Breastfeeding while hungry – is enough being done to support mothers in the Free State?

Breastfeeding while hungry – is enough being done to support mothers in the Free State?
Nozenze Solana breastfeeds her four-month-old child but finds it very challenging to keep up since she often has no food. (Photo: Refiwew Mochoari / Spotlight)

This month the world celebrated Breastfeeding Week. To improve infant nutrition by 2025, the United Nations set targets to eliminate malnutrition and increase breastfeeding rates to at least 50% – targets South Africa also subscribes to. In South Africa, however, often mothers are poor, unemployed and hungry – all factors affecting their ability to breastfeed and, ultimately, the nutrition their babies receive. As Women’s Month draws to a close, Refilwe Mochoari looked at the nuances of this challenge in the Free State, where mothers often face a litany of socioeconomic challenges, and asks how the government can support them better.

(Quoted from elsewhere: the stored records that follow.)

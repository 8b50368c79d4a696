//! Credential-state instructions delivered to the caller as `Set-Cookie` headers.
//!
//! Backend responses (refresh, logout, or the proxied resource itself) issue cookies that must
//! reach the browser. They are parsed into [`CredentialInstruction`]s so the relay can reason
//! about them (is this a clear? which credential does it touch?) while still rendering the
//! backend's header text unchanged. An [`InstructionSet`] keeps them in order; merging replaces
//! an earlier instruction only when it targets the same cookie (name, `Path`, and `Domain`).

// crates.io
use time::{OffsetDateTime, PrimitiveDateTime, format_description::BorrowedFormatItem, macros};
// self
use crate::{_prelude::*, auth::TokenSecret};

const EPOCH_EXPIRES: &str = "Expires=Thu, 01 Jan 1970 00:00:00 GMT";
const COOKIE_DATE_FORMATS: [&[BorrowedFormatItem<'static>]; 2] = [
	macros::format_description!(
		"[weekday repr:short], [day] [month repr:short] [year] [hour]:[minute]:[second] GMT"
	),
	macros::format_description!(
		"[weekday repr:short], [day]-[month repr:short]-[year] [hour]:[minute]:[second] GMT"
	),
];

/// `SameSite` attribute values.
#[derive(Clone, Copy, Debug, Default, PartialEq, Eq, Serialize, Deserialize)]
pub enum SameSite {
	/// Sent on same-site requests and top-level navigations.
	#[default]
	Lax,
	/// Sent on same-site requests only.
	Strict,
	/// Sent on every request; requires `Secure`.
	None,
}
impl SameSite {
	/// Returns the attribute value as written in a `Set-Cookie` header.
	pub const fn as_str(self) -> &'static str {
		match self {
			SameSite::Lax => "Lax",
			SameSite::Strict => "Strict",
			SameSite::None => "None",
		}
	}
}

/// Attributes applied to cookies the relay issues itself.
///
/// Cookies that come from the backend keep the backend's attributes.
#[derive(Clone, Debug, PartialEq, Eq, Serialize, Deserialize)]
#[serde(default)]
pub struct CookieAttributes {
	/// `Path` attribute.
	pub path: String,
	/// Optional `Domain` attribute.
	pub domain: Option<String>,
	/// Emits `HttpOnly` when true.
	pub http_only: bool,
	/// Emits `Secure` when true.
	pub secure: bool,
	/// `SameSite` attribute.
	pub same_site: SameSite,
}
impl CookieAttributes {
	fn render(&self) -> Vec<String> {
		let mut attributes = vec![format!("Path={}", self.path)];

		if let Some(domain) = &self.domain {
			attributes.push(format!("Domain={domain}"));
		}
		if self.http_only {
			attributes.push("HttpOnly".into());
		}
		if self.secure {
			attributes.push("Secure".into());
		}

		attributes.push(format!("SameSite={}", self.same_site.as_str()));

		attributes
	}
}
impl Default for CookieAttributes {
	fn default() -> Self {
		Self {
			path: "/".into(),
			domain: None,
			http_only: true,
			secure: true,
			same_site: SameSite::Lax,
		}
	}
}

/// What an instruction does to the named cookie.
#[derive(Clone, Debug, PartialEq, Eq)]
pub enum InstructionAction {
	/// Store the given value.
	Set(TokenSecret),
	/// Remove the cookie from the caller.
	Clear,
}

/// One `Set-Cookie` directive.
///
/// Instructions parsed from a header keep that header's original text and render it verbatim.
#[derive(Clone, Debug, PartialEq, Eq)]
pub struct CredentialInstruction {
	/// Cookie name.
	pub name: String,
	/// Whether the cookie is set or cleared.
	pub action: InstructionAction,
	/// Attributes following the name/value pair, in their original order.
	pub attributes: Vec<String>,
	source: Option<HeaderValue>,
}
impl CredentialInstruction {
	/// Builds a set-instruction using relay-issued attributes.
	pub fn set(name: impl Into<String>, value: TokenSecret, attributes: &CookieAttributes) -> Self {
		Self {
			name: name.into(),
			action: InstructionAction::Set(value),
			attributes: attributes.render(),
			source: None,
		}
	}

	/// Builds a clear-instruction (`Max-Age=0` plus an epoch `Expires`).
	pub fn clear(name: impl Into<String>, attributes: &CookieAttributes) -> Self {
		let mut rendered = attributes.render();

		rendered.push("Max-Age=0".into());
		rendered.push(EPOCH_EXPIRES.into());

		Self { name: name.into(), action: InstructionAction::Clear, attributes: rendered, source: None }
	}

	/// Parses a raw `Set-Cookie` header value.
	///
	/// An empty value, a non-positive `Max-Age`, or an `Expires` in the past marks the
	/// instruction as a clear. Returns `None` when the cookie has no name.
	pub fn parse(raw: &str) -> Option<Self> {
		let mut segments = raw.split(';');
		let (name, value) = segments.next()?.split_once('=')?;
		let name = name.trim();

		if name.is_empty() {
			return None;
		}

		let value = value.trim().trim_matches('"');
		let attributes = segments
			.map(str::trim)
			.filter(|segment| !segment.is_empty())
			.map(str::to_owned)
			.collect::<Vec<_>>();
		let action = if value.is_empty() || attributes.iter().any(|attr| expires_cookie(attr)) {
			InstructionAction::Clear
		} else {
			InstructionAction::Set(TokenSecret::new(value))
		};

		Some(Self {
			name: name.to_owned(),
			action,
			attributes,
			source: HeaderValue::from_str(raw).ok(),
		})
	}

	/// Wraps a `Set-Cookie` header received from the backend.
	///
	/// Never fails: a line that does not parse is kept as an opaque, nameless instruction so it
	/// still reaches the caller byte for byte.
	pub fn from_header_value(value: &HeaderValue) -> Self {
		let raw = String::from_utf8_lossy(value.as_bytes());
		let mut instruction = Self::parse(&raw).unwrap_or_else(|| Self {
			name: String::new(),
			action: InstructionAction::Set(TokenSecret::new(raw.trim())),
			attributes: Vec::new(),
			source: None,
		});

		instruction.source = Some(value.clone());

		instruction
	}

	/// Returns `true` when the instruction removes the cookie.
	pub fn is_clear(&self) -> bool {
		matches!(self.action, InstructionAction::Clear)
	}

	/// Returns the value being set, if any.
	pub fn value(&self) -> Option<&TokenSecret> {
		match &self.action {
			InstructionAction::Set(value) => Some(value),
			InstructionAction::Clear => None,
		}
	}

	/// Returns the last value of the attribute `key` (case-insensitive), if present.
	pub fn attribute(&self, key: &str) -> Option<&str> {
		self.attributes.iter().rev().find_map(|attribute| {
			let (name, value) = attribute.split_once('=')?;

			name.trim().eq_ignore_ascii_case(key).then(|| value.trim())
		})
	}

	/// Returns `true` when both instructions target the same browser cookie: equal names,
	/// `Path`s, and `Domain`s.
	pub fn same_cookie(&self, other: &Self) -> bool {
		let domain = |instruction: &Self| {
			instruction
				.attribute("Domain")
				.map(|domain| domain.trim_start_matches('.').to_ascii_lowercase())
		};

		self.name == other.name
			&& self.attribute("Path") == other.attribute("Path")
			&& domain(self) == domain(other)
	}

	/// Renders the instruction as a `Set-Cookie` header value.
	///
	/// The output contains the secret; do not log it.
	pub fn render(&self) -> String {
		if let Some(source) = &self.source
			&& let Ok(raw) = source.to_str()
		{
			return raw.to_owned();
		}

		let value = self.value().map(TokenSecret::expose).unwrap_or_default();
		let mut rendered = format!("{}={value}", self.name);

		for attribute in &self.attributes {
			rendered.push_str("; ");
			rendered.push_str(attribute);
		}

		rendered
	}

	/// Renders the instruction into a header value.
	pub fn to_header_value(&self) -> Result<HeaderValue, ::http::header::InvalidHeaderValue> {
		match &self.source {
			Some(source) => Ok(source.clone()),
			None => HeaderValue::from_str(&self.render()),
		}
	}
}

/// Ordered collection of `Set-Cookie` instructions.
///
/// Headers read from one response are kept as they came, duplicates included. Inserting or
/// merging replaces an earlier instruction for the same cookie (see
/// [`CredentialInstruction::same_cookie`]) and moves it to the end, so whichever step of a
/// request ran last decides that cookie's final state.
#[derive(Clone, Debug, Default, PartialEq, Eq)]
pub struct InstructionSet(Vec<CredentialInstruction>);
impl InstructionSet {
	/// Creates an empty set.
	pub fn new() -> Self {
		Self::default()
	}

	/// Collects every `Set-Cookie` header in `headers`, in order and unchanged.
	pub fn from_headers(headers: &HeaderMap) -> Self {
		Self(
			headers
				.get_all(header::SET_COOKIE)
				.iter()
				.map(CredentialInstruction::from_header_value)
				.collect(),
		)
	}

	/// Inserts an instruction, replacing any earlier one for the same cookie.
	pub fn insert(&mut self, instruction: CredentialInstruction) {
		self.0.retain(|existing| !existing.same_cookie(&instruction));
		self.0.push(instruction);
	}

	/// Merges `later` into `self`; instructions from `later` win when they target the same
	/// cookie.
	pub fn merge(&mut self, later: InstructionSet) {
		for instruction in later {
			self.insert(instruction);
		}
	}

	/// Adds a relay-issued clear for each name that is not already being cleared.
	pub fn ensure_cleared<'a, I>(&mut self, names: I, attributes: &CookieAttributes)
	where
		I: IntoIterator<Item = &'a str>,
	{
		for name in names {
			if !self.clears(name) {
				self.insert(CredentialInstruction::clear(name, attributes));
			}
		}
	}

	/// Returns the last instruction for `name`, if any.
	pub fn get(&self, name: &str) -> Option<&CredentialInstruction> {
		self.0.iter().rev().find(|instruction| instruction.name == name)
	}

	/// Returns `true` when the last instruction for `name` clears it.
	pub fn clears(&self, name: &str) -> bool {
		self.get(name).is_some_and(CredentialInstruction::is_clear)
	}

	/// Returns the number of instructions.
	pub fn len(&self) -> usize {
		self.0.len()
	}

	/// Returns `true` when the set is empty.
	pub fn is_empty(&self) -> bool {
		self.0.is_empty()
	}

	/// Iterates over the instructions in order.
	pub fn iter(&self) -> std::slice::Iter<'_, CredentialInstruction> {
		self.0.iter()
	}

	/// Appends one `Set-Cookie` header per instruction. Instructions that cannot be encoded as a
	/// header value are skipped.
	pub fn write_headers(&self, headers: &mut HeaderMap) {
		for instruction in &self.0 {
			if let Ok(value) = instruction.to_header_value() {
				headers.append(header::SET_COOKIE, value);
			}
		}
	}
}
impl FromIterator<CredentialInstruction> for InstructionSet {
	fn from_iter<I>(iter: I) -> Self
	where
		I: IntoIterator<Item = CredentialInstruction>,
	{
		let mut set = Self::new();

		for instruction in iter {
			set.insert(instruction);
		}

		set
	}
}
impl IntoIterator for InstructionSet {
	type IntoIter = std::vec::IntoIter<CredentialInstruction>;
	type Item = CredentialInstruction;

	fn into_iter(self) -> Self::IntoIter {
		self.0.into_iter()
	}
}
impl<'a> IntoIterator for &'a InstructionSet {
	type IntoIter = std::slice::Iter<'a, CredentialInstruction>;
	type Item = &'a CredentialInstruction;

	fn into_iter(self) -> Self::IntoIter {
		self.0.iter()
	}
}

fn expires_cookie(attribute: &str) -> bool {
	let Some((key, value)) = attribute.split_once('=') else {
		return false;
	};
	let key = key.trim();
	let value = value.trim();

	if key.eq_ignore_ascii_case("max-age") {
		return value.parse::<i64>().is_ok_and(|seconds| seconds <= 0);
	}
	if key.eq_ignore_ascii_case("expires") {
		return parse_cookie_date(value).is_some_and(|moment| moment <= OffsetDateTime::now_utc());
	}

	false
}

fn parse_cookie_date(raw: &str) -> Option<OffsetDateTime> {
	COOKIE_DATE_FORMATS
		.iter()
		.find_map(|format| PrimitiveDateTime::parse(raw, *format).ok())
		.map(PrimitiveDateTime::assume_utc)
}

From 1 to 7 August the world celebrated Breastfeeding Week under the theme “Enabling breastfeeding: making a difference for working parents”. This global campaign aims to create support and awareness about the benefits of breastfeeding among women who are physically able to do so. Exclusive breastfeeding for babies within the first six months of life is encouraged – also in South Africa – because breast milk contains all the nutrition a baby needs. To improve infant nutrition by 2025, the World Health Organization (WHO) set targets to eliminate malnutrition and increase breastfeeding rates to at least 50% – targets South Africa also subscribes to.

Poor, unemployed, and hungry

However, in South Africa and especially in poorer communities, the challenges of breastfeeding are often more nuanced in the face of a litany of socioeconomic difficulties. For example, often mothers are poor, unemployed, and hungry – all factors affecting their ability to breastfeed and, ultimately, the nutrition their babies receive.

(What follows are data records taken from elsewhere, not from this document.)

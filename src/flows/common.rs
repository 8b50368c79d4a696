//! Shared helpers for flow implementations (request context, backend calls, classification).

// self
use crate::{
	_prelude::*,
	auth::{CredentialPair, InboundCookies, TokenSecret},
	backend::{ResponseContext, Verdict},
	error::{ConfigError, TransportError},
	flows::Relay,
	http::{BackendHttpClient, BackendRequest, BackendResponse},
};

/// Immutable description of one inbound request.
#[derive(Clone, Debug)]
pub struct RequestContext {
	/// HTTP method to use for every resource call.
	pub method: Method,
	/// Query parameters, forwarded unchanged and in order.
	pub query: Vec<(String, String)>,
	/// Credentials and passthrough cookies from the inbound `Cookie` header.
	pub cookies: InboundCookies,
	/// Extra headers forwarded to the backend. Any `Cookie` entry is ignored.
	pub headers: HeaderMap,
	/// Optional request body.
	pub body: Option<Vec<u8>>,
}
impl RequestContext {
	/// Creates a context for the given method without credentials.
	pub fn new(method: Method) -> Self {
		Self {
			method,
			query: Vec::new(),
			cookies: InboundCookies::default(),
			headers: HeaderMap::new(),
			body: None,
		}
	}

	/// Creates a `GET` context.
	pub fn get() -> Self {
		Self::new(Method::GET)
	}

	/// Appends one query parameter.
	pub fn with_query(mut self, key: impl Into<String>, value: impl Into<String>) -> Self {
		self.query.push((key.into(), value.into()));

		self
	}

	/// Appends several query parameters.
	pub fn with_query_pairs<I, K, V>(mut self, pairs: I) -> Self
	where
		I: IntoIterator<Item = (K, V)>,
		K: Into<String>,
		V: Into<String>,
	{
		self.query.extend(pairs.into_iter().map(|(k, v)| (k.into(), v.into())));

		self
	}

	/// Replaces the parsed inbound cookies.
	pub fn with_cookies(mut self, cookies: InboundCookies) -> Self {
		self.cookies = cookies;

		self
	}

	/// Replaces the credential pair, keeping passthrough cookies.
	pub fn with_credentials(mut self, credentials: CredentialPair) -> Self {
		self.cookies.credentials = credentials;

		self
	}

	/// Adds a forwarded header.
	pub fn with_header(mut self, name: header::HeaderName, value: HeaderValue) -> Self {
		self.headers.append(name, value);

		self
	}

	/// Sets the request body.
	pub fn with_body(mut self, body: impl Into<Vec<u8>>) -> Self {
		self.body = Some(body.into());

		self
	}

	/// Returns the inbound credential pair.
	pub fn credentials(&self) -> &CredentialPair {
		&self.cookies.credentials
	}
}

impl<C> Relay<C>
where
	C: ?Sized + BackendHttpClient,
{
	/// Issues one resource call. `cookies` of `None` omits the `Cookie` header entirely.
	pub(crate) async fn call_resource(
		&self,
		ctx: &RequestContext,
		backend_path: &str,
		cookies: Option<&InboundCookies>,
	) -> Result<BackendResponse> {
		let url = self.descriptor.resource_url(backend_path, &ctx.query).map_err(ConfigError::from)?;
		let mut request = BackendRequest::new(ctx.method.clone(), url);

		request.headers = ctx.headers.clone();
		request.headers.remove(header::COOKIE);
		request.body = ctx.body.clone();

		if let Some(cookies) = cookies
			&& let Some(value) =
				cookies.to_header_value(&self.descriptor.cookies).map_err(ConfigError::from)?
		{
			request.headers.insert(header::COOKIE, value);
		}

		self.metrics.record_backend_call();

		self.execute(request).await
	}

	/// POSTs to a session endpoint carrying at most one credential cookie.
	pub(crate) async fn post_session(
		&self,
		url: &Url,
		cookie: Option<(&str, &TokenSecret)>,
	) -> Result<BackendResponse> {
		let mut request = BackendRequest::new(Method::POST, url.clone());

		if let Some((name, secret)) = cookie {
			let value = HeaderValue::from_str(&format!("{name}={}", secret.expose()))
				.map_err(ConfigError::from)?;

			request.headers.insert(header::COOKIE, value);
		}

		self.execute(request).await
	}

	pub(crate) fn classify(&self, response: &BackendResponse) -> Verdict {
		let ctx = ResponseContext::new(response.status.as_u16());
		let ctx = if response.status.is_success() {
			ctx
		} else {
			ctx.with_body_preview(response.body_text())
		};

		self.strategy.classify(&ctx)
	}

	async fn execute(&self, request: BackendRequest) -> Result<BackendResponse> {
		self.http_client
			.execute(request)
			.await
			.map_err(|e| TransportError::network(e).into())
	}
}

According to Dr Chantell Witten, dietician and researcher in the Community Paediatrics Division at the University of the Witwatersrand, often low-income mothers do not want to breastfeed because they feel, as one study participant from her PhD research said: “When I breastfeed my baby, I feed her my hunger.”

Witten says the child support grant is not enough for mothers and children. “We need macro policy interventions like a basic income grant, a subsidised food basket for women on social grants, and more community food initiatives such as food banks, meals on wheels for pregnant and breastfeeding mothers. Happy, healthy mothers produce healthy, happy children, but hungry mothers give us sick, hungry children,” Witten says.

Hungry mothers

Nozenze Solana (37) from Soutpan, a small town 40km outside Bloemfontein, is unemployed with three children, two of whom are younger than five.

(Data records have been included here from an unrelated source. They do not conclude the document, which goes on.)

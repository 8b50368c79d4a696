//! Backend descriptor data structures shared by all flows.

/// Builder API for assembling backend descriptors.
pub mod builder;

pub use builder::*;

// self
use crate::{
	_prelude::*,
	auth::{CookieAttributes, CookieNames},
};

/// Session endpoints resolved against the base URL.
#[derive(Clone, Debug, PartialEq, Eq, Serialize, Deserialize)]
pub struct SessionEndpoints {
	/// Endpoint exchanging a refresh credential for a new access credential.
	pub refresh: Url,
	/// Endpoint invalidating the session.
	pub logout: Url,
}

/// Immutable backend descriptor consumed by the relay.
#[derive(Clone, Debug, PartialEq, Eq, Serialize, Deserialize)]
pub struct BackendDescriptor {
	/// Root every proxied path is resolved against.
	pub base_url: Url,
	/// Refresh and logout endpoints.
	pub endpoints: SessionEndpoints,
	/// Cookie names carrying the credentials.
	pub cookies: CookieNames,
	/// Attributes for cookies the relay issues itself.
	pub cookie_attributes: CookieAttributes,
	/// Per-call timeout applied by the transport.
	pub request_timeout: Option<Duration>,
	/// Deadline bounding one whole forward invocation.
	pub overall_timeout: Option<Duration>,
	/// Adds local clears for credentials the logout response left in place.
	pub synthesize_clears: bool,
}
impl BackendDescriptor {
	/// Creates a new builder rooted at `base_url`.
	pub fn builder(base_url: Url) -> BackendDescriptorBuilder {
		BackendDescriptorBuilder::new(base_url)
	}

	/// Resolves a backend-relative resource path and query into an absolute URL.
	///
	/// The path is appended to the base URL's path verbatim, so a base of
	/// `https://api.example.com/v1` and a path of `posts/7/` yield
	/// `https://api.example.com/v1/posts/7/`.
	pub fn resource_url(
		&self,
		path: &str,
		query: &[(String, String)],
	) -> Result<Url, BackendDescriptorError> {
		let mut url = join_path(&self.base_url, path)?;

		if !query.is_empty() {
			url.query_pairs_mut().extend_pairs(query);
		}

		Ok(url)
	}
}

pub(crate) fn join_path(base: &Url, path: &str) -> Result<Url, BackendDescriptorError> {
	if base.cannot_be_a_base() {
		return Err(BackendDescriptorError::CannotBeABase { url: base.to_string() });
	}

	let mut url = base.clone();
	let joined = format!("{}/{}", base.path().trim_end_matches('/'), path.trim_start_matches('/'));

	url.set_path(&joined);
	url.set_query(None);
	url.set_fragment(None);

	Ok(url)
}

She agrees with Witten that the child support grant is not enough to keep her children fed.

breastfeeding

Exclusive breastfeeding for six months is recommended by the World Health Organization for the optimal health and growth of infants, but it is not a common practice in South Africa. (Photo: Unicef / Spotlight)

Solana says she breastfeeds her four-month-old but finds it very challenging to keep up. Very often, says Solana, she also has no food. She says she is also struggling to feed her four-year-old boy and feels that he is not getting the nutritional food he is supposed to be receiving at his age.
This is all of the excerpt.